JAKARTA - Chusnul Mari’ah, mantan Komisioner KPU membeberkan potensi-potensi kecurangan yang terjadi pada Pelimu 2019 yang digelar secara serentak.
Hal itu dia sampaikan dalam diskusi dengan tema ‘Menginventarisir Potensi Kecurangan di Pilpres 2019’.
Potensi kecurangan yang pertama yakni pemilu yang dilakukan secara serentak akan menyedot tenaga ekstra para penyelengara pemilu, utamanya saat penghitungan suara.
Saking banyaknya suara yang harus dihitung memungkinkan terjadi kesalahan, apalagi penghitungan suara Pilpres dilakukan terahir setelah legislatif.
“Anda bayangkan jam 11 malam semua sudah capek, terahir mari kita hitung surat suara Pilpres, kira-kira apa yang terjadi sementara sekarang dengan sistem pemilihan serentak legislatif,” kata dia di Media Center Prabowo-Sandi, Jalan Sriwijaya, Kebayoran Baru, Jakarta Selatan, (25/2/2019).
Dia mengaku salah satu yang tidak sepakat Pemilu dilakukan secara serentak. Karena penghitungan legislatif akan terpinggirkan karena kalah populer dari Pilpres. Dia berpendapat jika mau Pilpres dijadikan satu dengan pemilihan tingkat DPR-DPD kemudian Provinsi dan DPRD di gelar sendiri. “Aturan main saja kita sudah bisa bermasalah,” ucap dia.
Chusnul melanjutkan, potensi kecurangan bisa terjadi pada tingkat penyelenggara. Kemudian tentu saja peserta Pemilu itu sendiri yang kemungkinan ingin menang sehingga melakukan kecurangan.
“Peserta juga mau menang kalau bisa menang tidak dengan cara halal kayak gitu.

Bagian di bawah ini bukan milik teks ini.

#[cfg(test)]
mod tests {
    use super::*;
    use crate::storage::tests::{sample_entry, temp_data_dir};
    use std::cell::RefCell;
    use std::collections::HashMap;

    enum Reply {
        Page(&'static str),
        Transport,
        Rejected(u16),
    }

    /// Answers per task name; unscripted tasks get a page id derived from the task.
    struct ScriptedSink {
        replies: RefCell<HashMap<String, Reply>>,
        calls: RefCell<Vec<String>>,
    }

    impl ScriptedSink {
        fn new(replies: Vec<(&str, Reply)>) -> Self {
            Self {
                replies: RefCell::new(
                    replies
                        .into_iter()
                        .map(|(task, reply)| (task.to_string(), reply))
                        .collect(),
                ),
                calls: RefCell::new(Vec::new()),
            }
        }

        fn calls(&self) -> Vec<String> {
            self.calls.borrow().clone()
        }
    }

    impl RecordSink for ScriptedSink {
        fn create_record(&self, entry: &TimeEntry) -> Result<String, NotionError> {
            self.calls.borrow_mut().push(entry.task.clone());
            match self.replies.borrow_mut().remove(&entry.task) {
                Some(Reply::Page(id)) => Ok(id.to_string()),
                Some(Reply::Transport) => {
                    Err(NotionError::Transport("connection refused".to_string()))
                }
                Some(Reply::Rejected(status)) => Err(NotionError::Rejected {
                    status,
                    body: r#"{"code":"validation_error"}"#.to_string(),
                }),
                None => Ok(format!("page-{}", entry.task)),
            }
        }
    }

    fn notion() -> NotionConfig {
        NotionConfig {
            api_key: "secret".to_string(),
            records_database_id: "records".to_string(),
            goals_database_id: String::new(),
            proxy_url: None,
        }
    }

    fn three_entries() -> Vec<TimeEntry> {
        vec![
            sample_entry("e1", "one"),
            sample_entry("e2", "two"),
            sample_entry("e3", "three"),
        ]
    }

    fn store_with(entries: Vec<TimeEntry>) -> EntryStore {
        let mut store = EntryStore::load(&temp_data_dir()).expect("load");
        store.append(entries).expect("append");
        store
    }

    #[test]
    fn transport_failure_aborts_and_keeps_progress() {
        let sink = ScriptedSink::new(vec![("two", Reply::Transport)]);
        let mut store = store_with(three_entries());

        let outcome = sync_store(&mut store, &notion(), &sink, Duration::ZERO).expect("sync");

        assert_eq!(sink.calls(), vec!["one", "two"]);
        match &outcome {
            SyncOutcome::Aborted { report, error } => {
                assert!(error.is_transport());
                assert_eq!(report.succeeded, 1);
                assert_eq!(report.failed, 1);
                assert_eq!(report.not_attempted, 1);
            }
            other => panic!("expected abort, got {other:?}"),
        }
        assert_eq!(
            store.get("e1").unwrap().notion_page_id.as_deref(),
            Some("page-one")
        );
        assert!(store.get("e2").unwrap().notion_page_id.is_none());
        assert!(store.get("e3").unwrap().notion_page_id.is_none());
    }

    #[test]
    fn rejection_does_not_abort() {
        let sink = ScriptedSink::new(vec![("two", Reply::Rejected(400))]);
        let mut store = store_with(three_entries());

        let outcome = sync_store(&mut store, &notion(), &sink, Duration::ZERO).expect("sync");

        assert_eq!(sink.calls(), vec!["one", "two", "three"]);
        match &outcome {
            SyncOutcome::Completed(report) => {
                assert_eq!(report.succeeded, 2);
                assert_eq!(report.failed, 1);
                assert_eq!(report.summary(), "Sync finished: 2 succeeded, 1 failed.");
                assert_eq!(report.failures[0].0, "two");
            }
            other => panic!("expected completion, got {other:?}"),
        }
        assert_eq!(store.unsynced_count(), 1);
        assert!(store.get("e2").unwrap().notion_page_id.is_none());
    }

    #[test]
    fn rerun_only_submits_remaining_entries() {
        let mut store = store_with(three_entries());
        let first = ScriptedSink::new(vec![("two", Reply::Transport)]);
        sync_store(&mut store, &notion(), &first, Duration::ZERO).expect("first");

        let second = ScriptedSink::new(vec![]);
        let outcome = sync_store(&mut store, &notion(), &second, Duration::ZERO).expect("second");
        assert_eq!(second.calls(), vec!["two", "three"]);
        assert!(matches!(outcome, SyncOutcome::Completed(ref r) if r.succeeded == 2 && r.failed == 0));
        assert_eq!(
            store.get("e1").unwrap().notion_page_id.as_deref(),
            Some("page-one")
        );

        let after_second = store.entries().to_vec();
        let third = ScriptedSink::new(vec![]);
        let outcome = sync_store(&mut store, &notion(), &third, Duration::ZERO).expect("third");
        assert!(matches!(outcome, SyncOutcome::NothingToSync));
        assert!(third.calls().is_empty());
        assert_eq!(store.entries(), &after_second[..]);
    }

    #[test]
    fn incomplete_config_sends_nothing() {
        let sink = ScriptedSink::new(vec![]);
        let config = NotionConfig {
            records_database_id: String::new(),
            ..notion()
        };
        let outcome = run_sync(&three_entries(), &config, &sink, Duration::ZERO);
        match outcome {
            SyncOutcome::NotConfigured { missing } => {
                assert_eq!(missing, vec!["records database id"]);
            }
            other => panic!("expected NotConfigured, got {other:?}"),
        }
        assert!(sink.calls().is_empty());
    }

    #[test]
    fn already_synced_entries_are_skipped() {
        let mut entries = three_entries();
        for entry in &mut entries {
            entry.notion_page_id = Some(format!("existing-{}", entry.id));
        }
        let sink = ScriptedSink::new(vec![]);
        let outcome = run_sync(&entries, &notion(), &sink, Duration::ZERO);
        assert!(matches!(outcome, SyncOutcome::NothingToSync));
        assert!(sink.calls().is_empty());
    }

    #[test]
    fn pauses_only_between_successes() {
        let sink = ScriptedSink::new(vec![("two", Reply::Rejected(500))]);
        let mut entries = three_entries();
        entries.push(sample_entry("e4", "four"));
        let mut batch = SyncBatch::new(&entries);
        let mut pauses = Vec::new();

        batch.run_with_pause(&sink, Duration::from_millis(400), |d| pauses.push(d));

        // After "one" and "three"; none after the failure or the last entry.
        assert_eq!(pauses, vec![Duration::from_millis(400); 2]);
        assert_eq!(batch.state(), BatchState::Completed);
    }

    #[test]
    fn batch_states_follow_the_run() {
        let entries = three_entries();
        let mut batch = SyncBatch::new(&entries);
        assert_eq!(batch.state(), BatchState::Idle);
        assert_eq!(batch.report().not_attempted, 3);

        let sink = ScriptedSink::new(vec![("one", Reply::Transport)]);
        batch.run_with_pause(&sink, Duration::ZERO, |_| {});
        assert_eq!(batch.state(), BatchState::Aborted);

        let report = batch.report();
        assert_eq!(report.failed, 1);
        assert_eq!(report.not_attempted, 2);
        assert!(report.patches.is_empty());
        assert_eq!(report.failures[0].0, "one");

        // A finished batch is not restarted.
        let calls_before = sink.calls().len();
        batch.run_with_pause(&sink, Duration::ZERO, |_| {});
        assert_eq!(sink.calls().len(), calls_before);
    }

    #[test]
    fn outcome_messages() {
        let aborted = SyncOutcome::Aborted {
            report: SyncReport {
                succeeded: 1,
                failed: 1,
                not_attempted: 1,
                ..SyncReport::default()
            },
            error: NotionError::Transport("dns error".to_string()),
        };
        let message = aborted.message();
        assert!(message.contains("Network error"));
        assert!(message.contains("2 entries left"));

        let full = SyncOutcome::Completed(SyncReport {
            succeeded: 3,
            ..SyncReport::default()
        });
        assert_eq!(full.message(), "Synced 3 entries to Notion.");
        assert!(!full.has_failures());
    }

    #[test]
    fn details_list_failed_entries() {
        let sink = ScriptedSink::new(vec![("two", Reply::Rejected(400))]);
        let outcome = run_sync(&three_entries(), &notion(), &sink, Duration::ZERO);
        let details = outcome.details();
        assert!(details.starts_with("Sync finished: 2 succeeded, 1 failed."));
        assert!(details.contains("- two: Notion rejected the request (400)"));
        assert!(outcome.has_failures());
    }

    #[test]
    fn client_setup_failure_is_not_a_transport_abort() {
        let outcome = SyncOutcome::Unavailable {
            error: NotionError::Client("no TLS backend".to_string()),
        };
        match &outcome {
            SyncOutcome::Unavailable { error } => assert!(!error.is_transport()),
            other => panic!("unexpected {other:?}"),
        }
        assert!(outcome.patches().is_empty());
        assert!(outcome.has_failures());
        assert_eq!(
            outcome.message(),
            "Failed to create HTTP client: no TLS backend. No entries were sent."
        );
    }
}
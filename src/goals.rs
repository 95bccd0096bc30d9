use crate::config::NotionConfig;
use crate::integrations::notion::GoalSource;
use crate::models::{Goal, GoalMatch, GoalStatus, TimeEntry};
use chrono::NaiveDate;
use tracing::{debug, info, warn};

/// Fetches goals for matching. Failures degrade to an empty list.
pub fn fetch_active_goals<S: GoalSource + ?Sized>(source: &S, reference: NaiveDate) -> Vec<Goal> {
    match source.active_goals(reference) {
        Ok(mut goals) => {
            goals.retain(|goal| goal.status != GoalStatus::Completed);
            goals
        }
        Err(err) => {
            warn!(error = %err, %reference, "failed to fetch goals, continuing without goal matching");
            Vec::new()
        }
    }
}

/// Picks the goal whose title contains the most entry keywords.
///
/// Matching is case-insensitive substring containment. Only a strictly
/// higher score replaces the current best, so the earliest goal wins ties.
pub fn match_goal(keywords: &[String], goals: &[Goal]) -> Option<GoalMatch> {
    let keywords: Vec<String> = keywords
        .iter()
        .map(|keyword| keyword.trim().to_lowercase())
        .filter(|keyword| !keyword.is_empty())
        .collect();
    if keywords.is_empty() || goals.is_empty() {
        return None;
    }

    let mut best: Option<(&Goal, usize)> = None;
    for goal in goals {
        let title = goal.title.to_lowercase();
        let score = keywords
            .iter()
            .filter(|keyword| title.contains(keyword.as_str()))
            .count();
        if score > 0 && best.is_none_or(|(_, best_score)| score > best_score) {
            best = Some((goal, score));
        }
    }

    best.map(|(goal, _)| GoalMatch {
        goal_id: goal.id.clone(),
        goal_title: goal.title.clone(),
    })
}

/// Attaches a best-matching goal to each entry of a freshly extracted batch.
///
/// The batch keeps its size and order. Without a goals database, or for an
/// empty batch, nothing is fetched and the batch is returned as is.
pub fn enrich_entries<S: GoalSource + ?Sized>(
    entries: Vec<TimeEntry>,
    notion: &NotionConfig,
    source: &S,
) -> Vec<TimeEntry> {
    if !notion.has_goals_database() || entries.is_empty() {
        return entries;
    }

    // Fixed-width dates, so the minimum is also the earliest day.
    let Some(earliest) = entries.iter().map(|entry| entry.date_str).min() else {
        return entries;
    };

    let goals = fetch_active_goals(source, earliest);
    if goals.is_empty() {
        info!("no active goals found");
        return entries;
    }
    debug!(count = goals.len(), "found active goals");

    entries
        .into_iter()
        .map(|mut entry| {
            if entry.goal_id.is_some() {
                return entry;
            }
            if let Some(matched) = match_goal(entry.keywords(), &goals) {
                info!(task = %entry.task, goal = %matched.goal_title, "matched entry to goal");
                entry.goal_id = Some(matched.goal_id);
                entry.goal_title = Some(matched.goal_title);
            }
            entry
        })
        .collect()
}

#[cfg(test)]
mod tests {
    use super::*;
    use crate::integrations::notion::NotionError;
    use crate::storage::tests::sample_entry;
    use std::cell::RefCell;

    struct FakeGoals {
        result: RefCell<Option<Result<Vec<Goal>, NotionError>>>,
        calls: RefCell<Vec<NaiveDate>>,
    }

    impl FakeGoals {
        fn returning(goals: Vec<Goal>) -> Self {
            Self {
                result: RefCell::new(Some(Ok(goals))),
                calls: RefCell::new(Vec::new()),
            }
        }

        fn failing(err: NotionError) -> Self {
            Self {
                result: RefCell::new(Some(Err(err))),
                calls: RefCell::new(Vec::new()),
            }
        }
    }

    impl GoalSource for FakeGoals {
        fn active_goals(&self, on_or_after: NaiveDate) -> Result<Vec<Goal>, NotionError> {
            self.calls.borrow_mut().push(on_or_after);
            self.result
                .borrow_mut()
                .take()
                .unwrap_or_else(|| Ok(Vec::new()))
        }
    }

    fn keywords(words: &[&str]) -> Vec<String> {
        words.iter().map(|w| w.to_string()).collect()
    }

    fn goals_config() -> NotionConfig {
        NotionConfig {
            api_key: "secret".to_string(),
            records_database_id: "records".to_string(),
            goals_database_id: "goals".to_string(),
            proxy_url: None,
        }
    }

    fn entry_with(id: &str, date: &str, words: &[&str]) -> TimeEntry {
        let mut entry = sample_entry(id, id);
        entry.date_str = NaiveDate::parse_from_str(date, "%Y-%m-%d").unwrap();
        entry.keywords = Some(keywords(words));
        entry
    }

    #[test]
    fn highest_overlap_wins() {
        let goals = vec![Goal::new("g1", "学习Rust编程"), Goal::new("g2", "学习英语")];
        let matched = match_goal(&keywords(&["学习", "编程"]), &goals).expect("match");
        assert_eq!(matched.goal_id, "g1");
        assert_eq!(matched.goal_title, "学习Rust编程");
    }

    #[test]
    fn later_goal_with_higher_score_replaces_earlier() {
        let goals = vec![Goal::new("g1", "学习英语"), Goal::new("g2", "学习Rust编程")];
        let matched = match_goal(&keywords(&["学习", "编程"]), &goals).expect("match");
        assert_eq!(matched.goal_id, "g2");
    }

    #[test]
    fn ties_keep_the_earlier_goal() {
        let goals = vec![
            Goal::new("g1", "Read more books"),
            Goal::new("g2", "Read research papers"),
        ];
        let matched = match_goal(&keywords(&["read"]), &goals).expect("match");
        assert_eq!(matched.goal_id, "g1");
    }

    #[test]
    fn matching_ignores_case() {
        let goals = vec![Goal::new("g1", "Ship the RUST rewrite")];
        assert!(match_goal(&keywords(&["rust"]), &goals).is_some());
    }

    #[test]
    fn stored_keywords_are_trimmed_before_matching() {
        let goals = vec![Goal::new("g2", "学习英语"), Goal::new("g1", "学习Rust编程")];
        // A blank keyword would otherwise score a point for every title.
        let matched = match_goal(&keywords(&["", " 编程 "]), &goals).expect("match");
        assert_eq!(matched.goal_id, "g1");
    }

    #[test]
    fn empty_keywords_never_match() {
        let goals = vec![Goal::new("g1", "学习Rust编程")];
        assert_eq!(match_goal(&[], &goals), None);
        assert_eq!(match_goal(&keywords(&["", "  "]), &goals), None);
    }

    #[test]
    fn zero_score_is_no_match() {
        let goals = vec![Goal::new("g1", "学习英语")];
        assert_eq!(match_goal(&keywords(&["跑步"]), &goals), None);
        assert_eq!(match_goal(&keywords(&["跑步"]), &[]), None);
    }

    #[test]
    fn enrichment_without_goals_database_makes_no_call() {
        let source = FakeGoals::returning(vec![Goal::new("g1", "学习Rust编程")]);
        let notion = NotionConfig {
            goals_database_id: String::new(),
            ..goals_config()
        };
        let batch = vec![entry_with("a", "2025-12-02", &["学习"])];

        let enriched = enrich_entries(batch.clone(), &notion, &source);
        assert_eq!(enriched, batch);
        assert!(source.calls.borrow().is_empty());
    }

    #[test]
    fn enrichment_of_empty_batch_makes_no_call() {
        let source = FakeGoals::returning(vec![Goal::new("g1", "x")]);
        assert!(enrich_entries(Vec::new(), &goals_config(), &source).is_empty());
        assert!(source.calls.borrow().is_empty());
    }

    #[test]
    fn enrichment_queries_once_with_earliest_date() {
        let source = FakeGoals::returning(vec![
            Goal::new("g1", "学习Rust编程"),
            Goal::new("g2", "每周跑步三次"),
        ]);
        let batch = vec![
            entry_with("a", "2025-12-03", &["学习", "编程"]),
            entry_with("b", "2025-11-30", &["跑步"]),
            entry_with("c", "2025-12-01", &["编程"]),
            entry_with("d", "2025-12-02", &["吃饭"]),
        ];

        let enriched = enrich_entries(batch, &goals_config(), &source);
        assert_eq!(
            *source.calls.borrow(),
            vec![NaiveDate::from_ymd_opt(2025, 11, 30).unwrap()]
        );

        let ids: Vec<&str> = enriched.iter().map(|e| e.id.as_str()).collect();
        assert_eq!(ids, vec!["a", "b", "c", "d"]);
        assert_eq!(enriched[0].goal_id.as_deref(), Some("g1"));
        assert_eq!(enriched[1].goal_id.as_deref(), Some("g2"));
        // Goals are not consumed by earlier matches.
        assert_eq!(enriched[2].goal_id.as_deref(), Some("g1"));
        assert_eq!(enriched[2].goal_title.as_deref(), Some("学习Rust编程"));
        assert_eq!(enriched[3].goal_id, None);
    }

    #[test]
    fn lookup_failure_returns_batch_unchanged() {
        let source = FakeGoals::failing(NotionError::Transport("connection refused".to_string()));
        let batch = vec![entry_with("a", "2025-12-02", &["学习"])];

        let enriched = enrich_entries(batch.clone(), &goals_config(), &source);
        assert_eq!(enriched, batch);
        assert_eq!(source.calls.borrow().len(), 1);
    }

    #[test]
    fn completed_goals_are_never_matched() {
        let mut done = Goal::new("g1", "学习Rust编程");
        done.status = GoalStatus::Completed;
        let source = FakeGoals::returning(vec![done, Goal::new("g2", "学习英语")]);
        let batch = vec![entry_with("a", "2025-12-02", &["学习", "编程"])];

        let enriched = enrich_entries(batch, &goals_config(), &source);
        assert_eq!(enriched[0].goal_id.as_deref(), Some("g2"));
    }

    #[test]
    fn existing_goal_is_not_replaced() {
        let source = FakeGoals::returning(vec![Goal::new("g2", "学习Rust编程")]);
        let mut entry = entry_with("a", "2025-12-02", &["学习"]);
        entry.goal_id = Some("g1".to_string());
        entry.goal_title = Some("earlier".to_string());

        let enriched = enrich_entries(vec![entry], &goals_config(), &source);
        assert_eq!(enriched[0].goal_id.as_deref(), Some("g1"));
    }
}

Padahal prinsip pemilu free and fair, bebas dan jujur,” ucap Chusnul.
Dari sudut peserta, imbuh Chusnul, yang harus di awasi adalah petahana baik tingkat eksekutif maupun legislatif. Karena mereka dianggap bisa mengakses dan menguasai aparatur negara, APBN, dan APBD yang menguntungkan mereka.
“Jadi bukan hanya eksekutif saja yang diawasi karena legislatif juga banyak petahana kan, incumben maju lagi untuk jadi anggota DPR, DPRD kota provinsi kabupaten, ini harus diawasi bagaimana akses menggunakan anggaran APBN APBD untuk kemudian itu bisa menguntungkan,” papar dia.
Selanjutnya, adalah dari pemilih itu sendiri karena dia menuding saat ini banyak bukan warga negara Indonesia tapi bisa memiliki e-KTP sehingga memiliki hak pilih. “Persoalan sekarang e-KTP bisa dimiliki oleh orang-orang asing misalnya, nah itu nanti bisa menghasilkan potensi kecurangan,” kata dia.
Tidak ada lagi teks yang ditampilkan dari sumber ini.